Before the 20th century, one of the easiest ways to get around was on the water. People took steamboats and ferries up, down, and across rivers as their normal mode of transportation. Rivers were the transit lines of an era in which transferring could mean hopping on a horse-drawn streetcar. 

Inspired by Harry Beck’s designs for London Underground transit maps of the 1930s, cartographer Daniel Huffman created a series of maps that imagines what America’s river systems would look like as subway lines. 
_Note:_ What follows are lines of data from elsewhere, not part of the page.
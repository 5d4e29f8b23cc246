//! Configuration management for Gatekeeper
//!
//! This module handles loading, parsing, validating, and managing
//! configuration from files, environment variables, and CLI overrides.

use crate::error::{GatekeeperError, Result};
use serde::{Deserialize, Serialize};
use std::path::Path;

/// Main configuration structure for Gatekeeper
#[derive(Debug, Clone, Default, Serialize, Deserialize)]
pub struct Config {
    /// Backend endpoints consulted by the coordinator
    #[serde(default)]
    pub backend: BackendConfig,

    /// Navigation defaults
    #[serde(default)]
    pub navigation: NavigationConfig,
}

/// Backend endpoint configuration
#[derive(Debug, Clone, Serialize, Deserialize)]
pub struct BackendConfig {
    /// Base URL of the application server; endpoint paths are appended to it
    #[serde(default = "default_base_url")]
    pub base_url: String,

    /// Path of the login endpoint
    #[serde(default = "default_login_path")]
    pub login_path: String,

    /// Path of the logout endpoint
    #[serde(default = "default_logout_path")]
    pub logout_path: String,

    /// Path of the current-user endpoint
    #[serde(default = "default_current_user_path")]
    pub current_user_path: String,

    /// Per-request timeout (seconds)
    #[serde(default = "default_timeout")]
    pub timeout_seconds: u64,
}

fn default_base_url() -> String {
    "http://localhost:3000".to_string()
}

fn default_login_path() -> String {
    "/login".to_string()
}

fn default_logout_path() -> String {
    "/logout".to_string()
}

fn default_current_user_path() -> String {
    "/current-user".to_string()
}

fn default_timeout() -> u64 {
    30
}

impl Default for BackendConfig {
    fn default() -> Self {
        Self {
            base_url: default_base_url(),
            login_path: default_login_path(),
            logout_path: default_logout_path(),
            current_user_path: default_current_user_path(),
            timeout_seconds: default_timeout(),
        }
    }
}

/// Navigation configuration
#[derive(Debug, Clone, Serialize, Deserialize)]
pub struct NavigationConfig {
    /// Location used after a cancelled login or a logout without a target
    #[serde(default = "default_path")]
    pub default_path: String,
}

fn default_path() -> String {
    crate::security::coordinator::DEFAULT_REDIRECT_PATH.to_string()
}

impl Default for NavigationConfig {
    fn default() -> Self {
        Self {
            default_path: default_path(),
        }
    }
}

impl Config {
    /// Load configuration from file with environment and CLI overrides
    ///
    /// # Arguments
    ///
    /// * `path` - Path to configuration file
    /// * `cli` - CLI arguments for overrides
    ///
    /// # Returns
    ///
    /// Returns the loaded and merged configuration
    ///
    /// # Errors
    ///
    /// Returns error if file cannot be read or parsed
    pub fn load(path: &str, cli: &crate::cli::Cli) -> Result<Self> {
        let mut config = if Path::new(path).exists() {
            Self::from_file(path)?
        } else {
            tracing::warn!("Config file not found at {}, using defaults", path);
            Self::default()
        };

        config.apply_env_vars();
        config.apply_cli_overrides(cli);

        Ok(config)
    }

    fn from_file(path: &str) -> Result<Self> {
        let contents = std::fs::read_to_string(path)
            .map_err(|e| GatekeeperError::Config(format!("Failed to read config file: {}", e)))?;
        serde_yaml::from_str(&contents)
            .map_err(|e| GatekeeperError::Config(format!("Failed to parse config: {}", e)).into())
    }

    fn apply_env_vars(&mut self) {
        if let Ok(base_url) = std::env::var("GATEKEEPER_BASE_URL") {
            self.backend.base_url = base_url;
        }

        if let Ok(timeout) = std::env::var("GATEKEEPER_TIMEOUT_SECONDS") {
            match timeout.parse::<u64>() {
                Ok(secs) => self.backend.timeout_seconds = secs,
                Err(_) => tracing::warn!(
                    "Ignoring GATEKEEPER_TIMEOUT_SECONDS={}: not a number",
                    timeout
                ),
            }
        }

        if let Ok(default_path) = std::env::var("GATEKEEPER_DEFAULT_PATH") {
            self.navigation.default_path = default_path;
        }
    }

    fn apply_cli_overrides(&mut self, cli: &crate::cli::Cli) {
        if let Some(base_url) = &cli.base_url {
            tracing::debug!("Using backend override from CLI: {}", base_url);
            self.backend.base_url = base_url.clone();
        }
    }

    /// Validate the configuration
    ///
    /// # Errors
    ///
    /// Returns error if any validation check fails
    pub fn validate(&self) -> Result<()> {
        if self.backend.base_url.is_empty() {
            return Err(GatekeeperError::Config("backend.base_url cannot be empty".to_string()).into());
        }

        url::Url::parse(&self.backend.base_url).map_err(|e| {
            GatekeeperError::Config(format!(
                "backend.base_url is not a valid URL ({}): {}",
                self.backend.base_url, e
            ))
        })?;

        for (name, path) in [
            ("backend.login_path", &self.backend.login_path),
            ("backend.logout_path", &self.backend.logout_path),
            ("backend.current_user_path", &self.backend.current_user_path),
            ("navigation.default_path", &self.navigation.default_path),
        ] {
            if !path.starts_with('/') {
                return Err(
                    GatekeeperError::Config(format!("{} must start with '/': {}", name, path))
                        .into(),
                );
            }
        }

        if self.backend.timeout_seconds == 0 {
            return Err(GatekeeperError::Config(
                "backend.timeout_seconds must be greater than 0".to_string(),
            )
            .into());
        }

        if self.backend.timeout_seconds > 600 {
            return Err(GatekeeperError::Config(
                "backend.timeout_seconds must be less than or equal to 600".to_string(),
            )
            .into());
        }

        Ok(())
    }
}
His river transit maps give waterways an urban aesthetic, emphasizing the relationships between different rivers. Like most subway maps, they’re not necessarily geographically accurate. All the rivers run in straight lines with neat intersections, without any messy tributaries to clutter the map. The result is, purposely, a far cry from what America’s waterways actually look like. “The geography is intentionally distorted to clarify relationships. I think it helps translate the sort of visual language of nature into a more engineered one, putting the organic in more constructed terms,” Huffman writes

After all, rivers are engineered, too—not entirely unlike how we’ve engineered the routes of our subways. We build locks, dams, and canals to facilitate transportation and control water use, and divert the flow of water to protect cities from flooding. In the 1930s, the U.S. Army Corps of Engineers turned the Los Angeles River into a concrete channel, guiding it into a consistent path. In Chicago, engineers reversed the flow of the city river to divert contaminated water away from Lake Michigan. Other cities force their rivers underground

These neat, visual networks of water as transportation lines help emphasize how interconnected all of our water sources are, even for those who have never traveled up and down those rivers. See the rest of Huffman’s maps on his blog

[h/t: Citylab]

All images courtesy Daniel Huffman.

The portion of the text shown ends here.